All lines between the one holding "다른 필터의 값을 합친다" and the end of the material below, both ends included, should be restated exactly.
━━━ Stored data ━━━
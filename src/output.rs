//! bollard 가 이미 분리해 준 `LogOutput` 스트림을 텍스트로 모은다.
//! 스트림 오류는 호출 쪽에서 문맥을 붙여 `DockerError` 로 바꿔 둔다.

use bollard::container::LogOutput;
use futures_util::{Stream, StreamExt};

use crate::error::DockerError;

/// 분리된 출력
#[derive(Debug, Clone, Default, PartialEq, Eq)]
pub struct Output {
    pub stdout: String,
    pub stderr: String,
}

fn push(buf: &mut Vec<u8>, chunk: &[u8]) {
    buf.extend_from_slice(chunk);
}

/// stdin/console 은 stdout 으로 모은다
pub async fn collect_output<S>(stream: S) -> Result<Output, DockerError>
where
    S: Stream<Item = Result<LogOutput, DockerError>>,
{
    let mut stdout = Vec::new();
    let mut stderr = Vec::new();
    futures_util::pin_mut!(stream);

    while let Some(item) = stream.next().await {
        match item? {
            LogOutput::StdErr { message } => push(&mut stderr, &message),
            LogOutput::StdOut { message }
            | LogOutput::StdIn { message }
            | LogOutput::Console { message } => push(&mut stdout, &message),
        }
    }

    Ok(Output {
        stdout: String::from_utf8_lossy(&stdout).into_owned(),
        stderr: String::from_utf8_lossy(&stderr).into_owned(),
    })
}

/// 도착 순서대로 합친 출력
pub async fn collect_combined<S>(stream: S) -> Result<String, DockerError>
where
    S: Stream<Item = Result<LogOutput, DockerError>>,
{
    let mut out = Vec::new();
    futures_util::pin_mut!(stream);

    while let Some(item) = stream.next().await {
        match item? {
            LogOutput::StdErr { message }
            | LogOutput::StdOut { message }
            | LogOutput::StdIn { message }
            | LogOutput::Console { message } => push(&mut out, &message),
        }
    }

    Ok(String::from_utf8_lossy(&out).into_owned())
}
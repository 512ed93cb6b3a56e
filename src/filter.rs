use std::collections::{BTreeMap, HashMap};

/// Docker API 필터 인자 (`key -> [values]`)
#[derive(Debug, Clone, Default, PartialEq, Eq)]
pub struct Filters {
    args: BTreeMap<String, Vec<String>>,
}

impl Filters {
    pub fn new() -> Self {
        Self::default()
    }

    /// 같은 키에 값을 누적한다
    pub fn add(mut self, key: impl Into<String>, value: impl Into<String>) -> Self {
        self.insert(key, value);
        self
    }

    pub fn insert(&mut self, key: impl Into<String>, value: impl Into<String>) {
        let values = self.args.entry(key.into()).or_default();
        let value = value.into();
        if !values.contains(&value) {
            values.push(value);
        }
    }

    /// 다른 필터의 값을 합친다
    pub fn merge(&mut self, other: &Filters) {
        for (key, values) in &other.args {
            for value in values {
                self.insert(key.clone(), value.clone());
            }
        }
    }

    pub fn get(&self, key: &str) -> Option<&[String]> {
        self.args.get(key).map(Vec::as_slice)
    }

    pub fn is_empty(&self) -> bool {
        self.args.is_empty()
    }

    /// bollard 옵션 구조체가 받는 형태
    pub fn to_args(&self) -> HashMap<String, Vec<String>> {
        self.args.iter().map(|(k, v)| (k.clone(), v.clone())).collect()
    }
}

impl<K: Into<String>, V: Into<String>> FromIterator<(K, V)> for Filters {
    fn from_iter<I: IntoIterator<Item = (K, V)>>(iter: I) -> Self {
        let mut filters = Filters::new();
        for (k, v) in iter {
            filters.insert(k, v);
        }
        filters
    }
}

impl From<HashMap<String, String>> for Filters {
    fn from(map: HashMap<String, String>) -> Self {
        map.into_iter().collect()
    }
}

impl From<Filters> for HashMap<String, Vec<String>> {
    fn from(filters: Filters) -> Self {
        filters.args.into_iter().collect()
    }
}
━━━
*Written response*
    /// 다른 필터의 값을 합친다
    pub fn merge(&mut self, other: &Filters) {
        for (key, values) in &other.args {
            for value in values {
                self.insert(key.clone(), value.clone());
            }
        }
    }

    pub fn get(&self, key: &str) -> Option<&[String]> {
        self.args.get(key).map(Vec::as_slice)
    }

    pub fn is_empty(&self) -> bool {
        self.args.is_empty()
    }

    /// bollard 옵션 구조체가 받는 형태
    pub fn to_args(&self) -> HashMap<String, Vec<String>> {
        self.args.iter().map(|(k, v)| (k.clone(), v.clone())).collect()
    }
}

impl<K: Into<String>, V: Into<String>> FromIterator<(K, V)> for Filters {
    fn from_iter<I: IntoIterator<Item = (K, V)>>(iter: I) -> Self {
        let mut filters = Filters::new();
        for (k, v) in iter {
            filters.insert(k, v);
        }
        filters
    }
}

impl From<HashMap<String, String>> for Filters {
    fn from(map: HashMap<String, String>) -> Self {
        map.into_iter().collect()
    }
}

impl From<Filters> for HashMap<String, Vec<String>> {
    fn from(filters: Filters) -> Self {
        filters.args.into_iter().collect()
    }
}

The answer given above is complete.